An engine motoring up my lane catches my attention and when I look out the front window, I see that night has passed. The sun is climbing its way toward its mid-morning placement. Bear comes shuffling down the hall with Smittens riding on his back. I open the front door and Bear rumbles outside. An expensive black SUV barely misses my dog before sliding to a stop about twenty feet from my front door. My hackles rise at the unwanted intruders. This isn’t King and his woman. It’s a different set of people—a pinch-faced man and a woman whose hair has so much hairspray in it, the wintery breeze isn’t moving it.
“Hellloooo!” the woman says. “I’m Trish!” She bounds up the stairs with her hand out. The man follows behind at a slower pace.
“You lost?” I ask, folding my arms across my chest.
Trish stops one step below me. Irritation flashes across her face when she sees I’m not going to shake her hand. “I don’t think so,” she says, forcing a smile. “I was told that my dear sister Faith was staying here. I’ve come to bring her home.”
Chapter Fourteen
Faith
I roll over at the sound of voices coming from somewhere in the house. Conn’s side of the bed is empty and cold. I don’t remember moving from the sofa to bed last night, which means Conn must have carried me here. Did he not sleep with me? I sit up trying to listen a little better. The voice I hear is soft and feminine. I can almost swear it sounds like Trish but she has no idea where I am. Who is this woman? A spark of jealousy burns in my stomach. A feeling that I’m not used to. I wasn’t even a tiny bit jealous when I found out my ex was sleeping with my stepsister. It only hurts me because I still can’t believe that she would do that to me.

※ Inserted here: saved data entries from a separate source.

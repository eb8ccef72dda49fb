//! DSvn FSFS inspection CLI

use std::io::Write;
use std::path::PathBuf;
use std::sync::Arc;

use anyhow::{bail, Context, Result};
use clap::{Parser, Subcommand};
use dsvn_fsfs::{FileSystem, NodeKind, NodeRevId, NodeRevision, RepRef, Representation, Revnum};
use tracing::{debug, info};
use tracing_subscriber::{layer::SubscriberExt, util::SubscriberInitExt};

#[derive(Parser, Debug)]
#[command(name = "dsvn-fsfs")]
#[command(author = "DSvn Contributors")]
#[command(version = "0.1.0")]
#[command(about = "Read-only inspection of FSFS repositories")]
struct Cli {
    /// Repository root directory
    #[arg(short, long, global = true, default_value = ".")]
    repo: PathBuf,

    /// Enable debug logging
    #[arg(long, global = true)]
    debug: bool,

    /// Print cache statistics when done
    #[arg(long, global = true)]
    stats: bool,

    #[command(subcommand)]
    command: Commands,
}

#[derive(Subcommand, Debug)]
enum Commands {
    /// Print the youngest revision
    Youngest,

    /// Print the contents of a file
    Cat {
        path: String,
        #[arg(short = 'R', long)]
        revision: Option<Revnum>,
    },

    /// Print the fulltext of a representation, given its locator line
    /// (`<rev> <item> <size> <expanded-size> <md5> [<sha1> [<uniquifier>]]`)
    CatRep { locator: String },

    /// List a directory
    Ls {
        #[arg(default_value = "/")]
        path: String,
        #[arg(short = 'R', long)]
        revision: Option<Revnum>,
    },

    /// Print the properties of a node
    Proplist {
        path: String,
        #[arg(short = 'R', long)]
        revision: Option<Revnum>,
    },

    /// Print the changed paths of a revision
    Changes { revision: Revnum },

    /// Print a node-revision header, given its id
    ShowNoderev { id: String },
}

/// Walk `path` down from the root of `rev`.
fn lookup(fs: &FileSystem, rev: Revnum, path: &str) -> Result<Arc<NodeRevision>> {
    let mut node = fs.node_rev(&fs.rev_root_id(rev)?)?;
    for component in path.split('/').filter(|c| !c.is_empty()) {
        if node.kind != NodeKind::Dir {
            bail!("'{}' is not a directory in r{}", node.created_path.as_deref().unwrap_or("?"), rev);
        }
        let entries = fs.dir_entries(&node)?;
        let entry = entries
            .iter()
            .find(|e| e.name == component)
            .with_context(|| format!("path '{}' not found in r{}", path, rev))?;
        debug!("{} -> {}", component, entry.id);
        node = fs.node_rev(&entry.id)?;
    }
    Ok(node)
}

fn resolve_rev(fs: &FileSystem, revision: Option<Revnum>) -> Result<Revnum> {
    match revision {
        Some(rev) => {
            fs.ensure_revision_exists(rev)?;
            Ok(rev)
        }
        None => Ok(fs.youngest_rev()?),
    }
}

fn run(fs: &FileSystem, command: Commands) -> Result<()> {
    let stdout = std::io::stdout();
    let mut out = stdout.lock();
    match command {
        Commands::Youngest => {
            writeln!(out, "{}", fs.youngest_rev()?)?;
        }

        Commands::Cat { path, revision } => {
            let rev = resolve_rev(fs, revision)?;
            let node = lookup(fs, rev, &path)?;
            let mut reader = fs.file_contents(&node)?;
            while let Some(chunk) = reader.next_chunk()? {
                out.write_all(&chunk)?;
            }
        }

        Commands::CatRep { locator } => {
            let rep = Representation::parse(&locator, None)?;
            let mut reader = fs.read_rep(&rep)?;
            std::io::copy(&mut reader, &mut out)?;
        }

        Commands::Ls { path, revision } => {
            let rev = resolve_rev(fs, revision)?;
            let node = lookup(fs, rev, &path)?;
            for entry in fs.dir_entries(&node)?.iter() {
                let suffix = if entry.kind == NodeKind::Dir { "/" } else { "" };
                writeln!(out, "{:<40} {}", format!("{}{}", entry.name, suffix), entry.id)?;
            }
        }

        Commands::Proplist { path, revision } => {
            let rev = resolve_rev(fs, revision)?;
            let node = lookup(fs, rev, &path)?;
            for (name, value) in fs.proplist(&node)?.iter() {
                writeln!(out, "  {}: {}", name, String::from_utf8_lossy(value))?;
            }
        }

        Commands::Changes { revision } => {
            for change in fs.paths_changed(revision)?.iter() {
                let flags = format!(
                    "{}{}",
                    if change.text_mod { "T" } else { "-" },
                    if change.prop_mod { "P" } else { "-" }
                );
                write!(out, "{:<8} {} {}", change.kind.as_str(), flags, change.path)?;
                if let Some((rev, path)) = &change.copyfrom {
                    write!(out, " (from {}@{})", path, rev)?;
                }
                writeln!(out)?;
            }
        }

        Commands::ShowNoderev { id } => {
            let id: NodeRevId = id.parse()?;
            let node = fs.node_rev(&id)?;
            out.write_all(node.serialize().as_bytes())?;
            if let Some(RepRef::Stored(rep)) = &node.text_rep {
                writeln!(out, "text-container: {}", rep.container)?;
            }
        }
    }
    out.flush()?;
    Ok(())
}

#[tokio::main]
async fn main() -> Result<()> {
    let cli = Cli::parse();

    let env_filter = if cli.debug {
        tracing_subscriber::EnvFilter::new("debug")
    } else {
        tracing_subscriber::EnvFilter::from_default_env().add_directive(tracing::Level::WARN.into())
    };
    tracing_subscriber::registry()
        .with(tracing_subscriber::fmt::layer().with_writer(std::io::stderr))
        .with(env_filter)
        .init();

    let repo = cli.repo.clone();
    let fs = tokio::task::spawn_blocking(move || FileSystem::open(&repo))
        .await?
        .with_context(|| format!("opening repository at {}", cli.repo.display()))?;
    info!("opened {} (format {})", cli.repo.display(), fs.format().number);

    let worker = fs.clone();
    tokio::task::spawn_blocking(move || run(&worker, cli.command)).await??;

    if cli.stats {
        for (name, stats) in fs.cache_stats() {
            eprintln!(
                "{:<10} hits {:>8} misses {:>8} entries {:>6} bytes {:>10}",
                name, stats.hits, stats.misses, stats.entries, stats.bytes
            );
        }
    }
    Ok(())
}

Right now all I feel is pure jealousy. Conn didn’t sleep in bed with me last night and now there is another woman in the house. I throw my legs over the side of the bed, hopping down from it and deciding to make my way to see who this woman is. I don’t know what’s gotten into me but I pull my pajamas from me before digging through a drawer to find one of his shirts to slide over my head. I tousle my hair a little next before finding a pair of his socks and slipping them onto my feet.
I head into the bathroom, making sure I look like I had a wild night that wasn’t only filled with Christmas movies and cuddling into Conn. I thought we’d end up making out or something but instead we spent the whole night snuggled up together with our furry babies. How did he go from wanting to fuck me as he put it to not making a single move on me? He only held me tight as we watched movie after movie. He’d often get up to get us snacks before letting me cuddle back into his side where he wrapped his arm around me to hold me close. I look at myself in the mirror trying to pull myself together. It’s probably just King again and that nice woman that came with him last time. I hate the insecurity that I’m feeling right now. More, I hate that my stepsister and ex are the ones that have given it to me.